» **ASSIGNMENT**: Lines where the string "FieldType" appears are to be copied from the entries below.

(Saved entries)
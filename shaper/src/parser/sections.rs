//! Plain-text section parsing.
//!
//! A header counts only at the start of a line (leading spaces and tabs
//! allowed). Each field's content runs from the end of its header to the
//! next header of any field, or to the end of the reply.

use tracing::warn;

use crate::error::{Error, Result};
use crate::extraction::{FieldValue, Record};
use crate::schema::{FieldSpec, FieldType, Schema};

const BULLETS: [char; 3] = ['-', '*', '•'];

/// Splits `raw` on the schema's section headers.
///
/// A missing header yields the field's default value. A reply containing
/// none of the headers is malformed.
///
/// # Errors
///
/// Returns [`Error::MalformedReply`] if no header occurs, and
/// [`Error::SchemaValidation`] if an integer section does not parse.
pub fn parse_sections(raw: &str, schema: &Schema) -> Result<Record> {
    let headers: Vec<String> = schema.fields().iter().map(FieldSpec::header).collect();
    let marks = header_marks(raw, &headers);

    if marks.is_empty() {
        return Err(Error::malformed_reply(format!(
            "none of the expected section headers ({}) found",
            headers.join(", ")
        )));
    }

    let mut entries = Vec::with_capacity(headers.len());
    for (i, (field, header)) in schema.fields().iter().zip(&headers).enumerate() {
        let value = match section(raw, i, header, &marks) {
            Some(content) => coerce(field, content)?,
            None => {
                warn!(header = %header, "section header missing from reply");
                field.kind.default_value()
            }
        };
        entries.push((field.name.clone(), value));
    }
    Ok(Record::from_entries(entries))
}

/// Byte offsets of headers that open a line, as `(offset, header index)`
/// in reply order.
fn header_marks(raw: &str, headers: &[String]) -> Vec<(usize, usize)> {
    let mut marks = Vec::new();
    let mut offset = 0;
    for line in raw.split_inclusive('\n') {
        let body = line.trim_start_matches([' ', '\t']);
        let indent = line.len() - body.len();
        if let Some(i) = headers.iter().position(|h| body.starts_with(h.as_str())) {
            marks.push((offset + indent, i));
        }
        offset += line.len();
    }
    marks
}

fn section<'a>(
    raw: &'a str,
    index: usize,
    header: &str,
    marks: &[(usize, usize)],
) -> Option<&'a str> {
    let start = marks.iter().find(|(_, i)| *i == index)?.0 + header.len();
    let end = marks
        .iter()
        .map(|(offset, _)| *offset)
        .find(|offset| *offset >= start)
        .unwrap_or(raw.len());
    Some(raw[start..end].trim())
}

fn coerce(field: &FieldSpec, content: &str) -> Result<FieldValue> {
    match field.kind {
        FieldType::Text => Ok(FieldValue::Text(content.to_owned())),
        FieldType::Integer => content.parse().map(FieldValue::Integer).map_err(|_| {
            Error::schema_validation(&field.name, format!("'{content}' is not an integer"))
        }),
        FieldType::TextList => Ok(FieldValue::TextList(
            content
                .lines()
                .map(|line| line.trim().trim_start_matches(BULLETS).trim())
                .filter(|line| !line.is_empty())
                .map(str::to_owned)
                .collect(),
        )),
    }
}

» **RESPONSE AREA**:
use crate::schema::{FieldSpec, FieldType, Schema};
        FieldType::Text => Ok(FieldValue::Text(content.to_owned())),
        FieldType::Integer => content.parse().map(FieldValue::Integer).map_err(|_| {
        FieldType::TextList => Ok(FieldValue::TextList(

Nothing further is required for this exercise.